The Rebel Girl: Choice, Access and Our Lives

Against the Current, No. 72, January/February 1998

Catherine Sameh

JANUARY 22, 1998 marks the 25th anniversary of Roe v. Wade, the landmark Supreme Court decision that legalized abortion. Like many victories of the feminist “second wave,” the formal legal right to safe abortion remains essentially intact.

But only three years after the Roe v. Wade decision, a steady erosion of abortion rights began that continues to this day. By 1976, the Hyde Amendment paved the way for state after state to pass laws prohibiting state funding of abortions.

It was in refusing to veto Hyde that President Jimmy (“human rights”) Carter delivered his notorious message, “Life is Unfair.” Today, fewer than fifteen states fund abortion services for poor women.

By the late 1970s, parental consent and notification laws began springing up, marking the beginning of massive attempts to restrict young women’s access to safe abortions. These attempts have been largely successful, with over thirty states now enforcing these laws.

By the 1980s fewer and fewer medical students and residents were being trained to do first and second trimester abortions, a trend that continues. And a ten-year wave of violence leveled at clinics, health workers and physicians providing abortion care has made pro-choice work a risky endeavor.

In the last decade women’s health centers in close to twenty states were bombed, and doctors in Kansas and Florida were shot. Two health care receptionists in Massachusetts were murdered. In Canada, gunmen have stalked three doctors who perform abortions and shot them inside their homes—in British Columbia, Ontario and just weeks ago in Winnipeg, Manitoba.

In the last five years, anti-choice politicians have focused their attacks on the least common and most controversial abortion procedures—second- and third-trimester abortions. Harnessing public ambivalence about later abortions, right-wingers tried to outlaw a very rare third-trimester abortion procedure—usually performed when the woman’s life is endangered.

Fortunately, President Clinton—who initially announced support for the ban—was persuaded by dramatic testimony and political pressure from women’s rights organizations to veto the law.

With abortion rights on such permanently shaky ground, it’s easy to forget that Roe v. Wade was essentially, for feminists, a compromise. Before the 1973 decision a broad-based reproductive rights movement was mobilizing around a range of issues, including but not limited to abortion.

A wing of the feminist movement, many of them working class, lesbian and/or women of color, were addressing the need for women’s sexual, political and economic autonomy. What would it take, they asked, for every woman to be able to control her destiny?

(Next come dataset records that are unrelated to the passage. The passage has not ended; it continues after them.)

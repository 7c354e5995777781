//! Route file parsing.
//!
//! Routes arrive as line-oriented text, one route per line:
//!
//! ```text
//! Kings Cross <> York (R001) 110 min, 4 stops
//! Kings Cross <> York (R002) 125 min, 7 stops | stopping service
//! ```
//!
//! Blank lines are skipped. The parser validates shape and numbers only;
//! duplicate route codes are the graph builder's concern.

use crate::domain::{InvalidRouteId, InvalidStation, Route, RouteId, Station};

/// Error returned when a single route line is malformed.
#[derive(Debug, Clone, PartialEq, Eq, thiserror::Error)]
#[error("malformed route: {reason}")]
pub struct ParseRouteError {
    reason: &'static str,
}

impl ParseRouteError {
    fn new(reason: &'static str) -> Self {
        Self { reason }
    }
}

impl From<InvalidStation> for ParseRouteError {
    fn from(_: InvalidStation) -> Self {
        Self::new("station name cannot be empty")
    }
}

impl From<InvalidRouteId> for ParseRouteError {
    fn from(_: InvalidRouteId) -> Self {
        Self::new("route code must be 'R' plus three digits")
    }
}

/// Error returned when a route file cannot be parsed, carrying the
/// 1-based line number of the offending line.
#[derive(Debug, Clone, PartialEq, Eq, thiserror::Error)]
#[error("line {line}: {source}")]
pub struct ParseError {
    /// 1-based line number
    pub line: usize,
    source: ParseRouteError,
}

/// Parse one route line.
///
/// Expected shape:
/// `<station> <> <station> (R123) <minutes> min, <stops> stops` with an
/// optional ` | <tag>` suffix.
pub fn parse_route_line(line: &str) -> Result<Route, ParseRouteError> {
    let (endpoint_a, rest) = line
        .split_once(" <> ")
        .ok_or_else(|| ParseRouteError::new("expected ' <> ' between stations"))?;

    let (endpoint_b, rest) = rest
        .split_once(" (")
        .ok_or_else(|| ParseRouteError::new("expected '(R...)' route code"))?;

    let (code, rest) = rest
        .split_once(") ")
        .ok_or_else(|| ParseRouteError::new("expected ')' after route code"))?;

    // Optional tag comes after the stop count
    let (metrics, tag) = match rest.split_once(" | ") {
        Some((metrics, tag)) => (metrics, Some(tag)),
        None => (rest, None),
    };

    let (minutes, stops) = metrics
        .split_once(" min, ")
        .ok_or_else(|| ParseRouteError::new("expected '<minutes> min, <stops> stops'"))?;

    let stops = stops
        .strip_suffix(" stops")
        .ok_or_else(|| ParseRouteError::new("expected '<stops> stops'"))?;

    let minutes: u32 = minutes
        .parse()
        .map_err(|_| ParseRouteError::new("duration must be a non-negative integer"))?;

    let stops: u32 = stops
        .parse()
        .map_err(|_| ParseRouteError::new("stop count must be a non-negative integer"))?;

    let tag = match tag {
        Some(tag) if !tag.trim().is_empty() => Some(tag.trim().to_string()),
        _ => None,
    };

    Ok(Route::new(
        RouteId::parse(code)?,
        Station::new(endpoint_a)?,
        Station::new(endpoint_b)?,
        minutes,
        stops,
        tag,
    ))
}

/// Parse a whole route file. Blank lines are skipped; the first malformed
/// line aborts with its line number.
pub fn parse_routes(input: &str) -> Result<Vec<Route>, ParseError> {
    let mut routes = Vec::new();

    for (index, line) in input.lines().enumerate() {
        if line.trim().is_empty() {
            continue;
        }
        let route = parse_route_line(line.trim_end()).map_err(|source| ParseError {
            line: index + 1,
            source,
        })?;
        routes.push(route);
    }

    Ok(routes)
}
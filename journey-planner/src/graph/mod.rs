//! Route multigraph construction and analysis.
//!
//! The graph is undirected and permits multi-edges: two distinct routes
//! may share both endpoints, and a route may loop back to its own
//! station. It is built once from a route list and is read-only
//! afterwards; the decomposition tracks consumed routes in its own state
//! and never mutates the graph.

mod components;
mod parity;

pub use components::Component;
pub use parity::minimum_trails;

use std::collections::BTreeMap;

use crate::domain::{Route, RouteId, Station};

/// Error returned when the multigraph cannot be built.
#[derive(Debug, Clone, PartialEq, Eq, thiserror::Error)]
pub enum BuildError {
    /// Two input routes share the same code.
    #[error("duplicate route code: {0}")]
    DuplicateRouteId(RouteId),
}

/// Undirected route multigraph.
///
/// Owns the route registry and the adjacency structure. Every route
/// appears in both endpoints' adjacency lists (twice in the same list for
/// a loop, so loops contribute 2 to the degree). Adjacency lists are
/// sorted by ascending route code at build time; walks always take the
/// lowest-coded unconsumed route, so repeated runs on the same input
/// produce identical output.
#[derive(Debug, Clone)]
pub struct RouteGraph {
    routes: BTreeMap<RouteId, Route>,
    adjacency: BTreeMap<Station, Vec<(Station, RouteId)>>,
}

impl RouteGraph {
    /// Build the multigraph from a list of routes.
    ///
    /// Returns an error if two routes share a code.
    pub fn build(routes: Vec<Route>) -> Result<Self, BuildError> {
        let mut registry: BTreeMap<RouteId, Route> = BTreeMap::new();
        let mut adjacency: BTreeMap<Station, Vec<(Station, RouteId)>> = BTreeMap::new();

        for route in routes {
            if registry.contains_key(&route.id) {
                return Err(BuildError::DuplicateRouteId(route.id));
            }
            adjacency
                .entry(route.endpoint_a.clone())
                .or_default()
                .push((route.endpoint_b.clone(), route.id));
            adjacency
                .entry(route.endpoint_b.clone())
                .or_default()
                .push((route.endpoint_a.clone(), route.id));
            registry.insert(route.id, route);
        }

        // Fixed edge-selection order: ascending route code
        for incident in adjacency.values_mut() {
            incident.sort_by_key(|&(_, id)| id);
        }

        Ok(Self {
            routes: registry,
            adjacency,
        })
    }

    /// Look up a route by code.
    pub fn route(&self, id: RouteId) -> Option<&Route> {
        self.routes.get(&id)
    }

    /// Number of routes in the graph.
    pub fn route_count(&self) -> usize {
        self.routes.len()
    }

    /// Incident `(neighbour, route)` pairs for a station, sorted by route
    /// code. A loop appears twice. Unknown stations have no incidences.
    pub fn incident(&self, station: &Station) -> &[(Station, RouteId)] {
        self.adjacency
            .get(station)
            .map(Vec::as_slice)
            .unwrap_or(&[])
    }

    /// Degree of a station: the number of incident route ends.
    pub fn degree(&self, station: &Station) -> usize {
        self.incident(station).len()
    }

    /// All stations with at least one incident route, in ascending order.
    pub fn stations(&self) -> impl Iterator<Item = &Station> {
        self.adjacency.keys()
    }
}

Decent jobs, health and child care, safety from domestic violence, access to birth control and abortions, and freedom to determine one’s sexuality were all deemed critical to full liberation. We got Roe v. Wade, but not the rest.

Since then, some women have been able to achieve social, economic and political autonomy. In the majority they are white and middle-to-upper class. But vastly more women still struggle in daily life to make ends meet, let alone find the time and energy to pursue the benefits of being liberated—whether those be higher education, better jobs, free time, time with and time away from family and children, sexual intimacy with women, etc.

The right to safe and legal abortion is necessary for all women, but it may not be every woman’s central concern.

I’d like to be optimistic about the potential for a revitalized reproductive rights movement that would put as much energy into defending women on welfare as it did defending abortion. Truthfully, however, it’s still difficult to generate middle-class concern for low-income women’s issues, like welfare. But perhaps Gramsci’s advice applies once again: pessimism of the intellect, optimism of the will.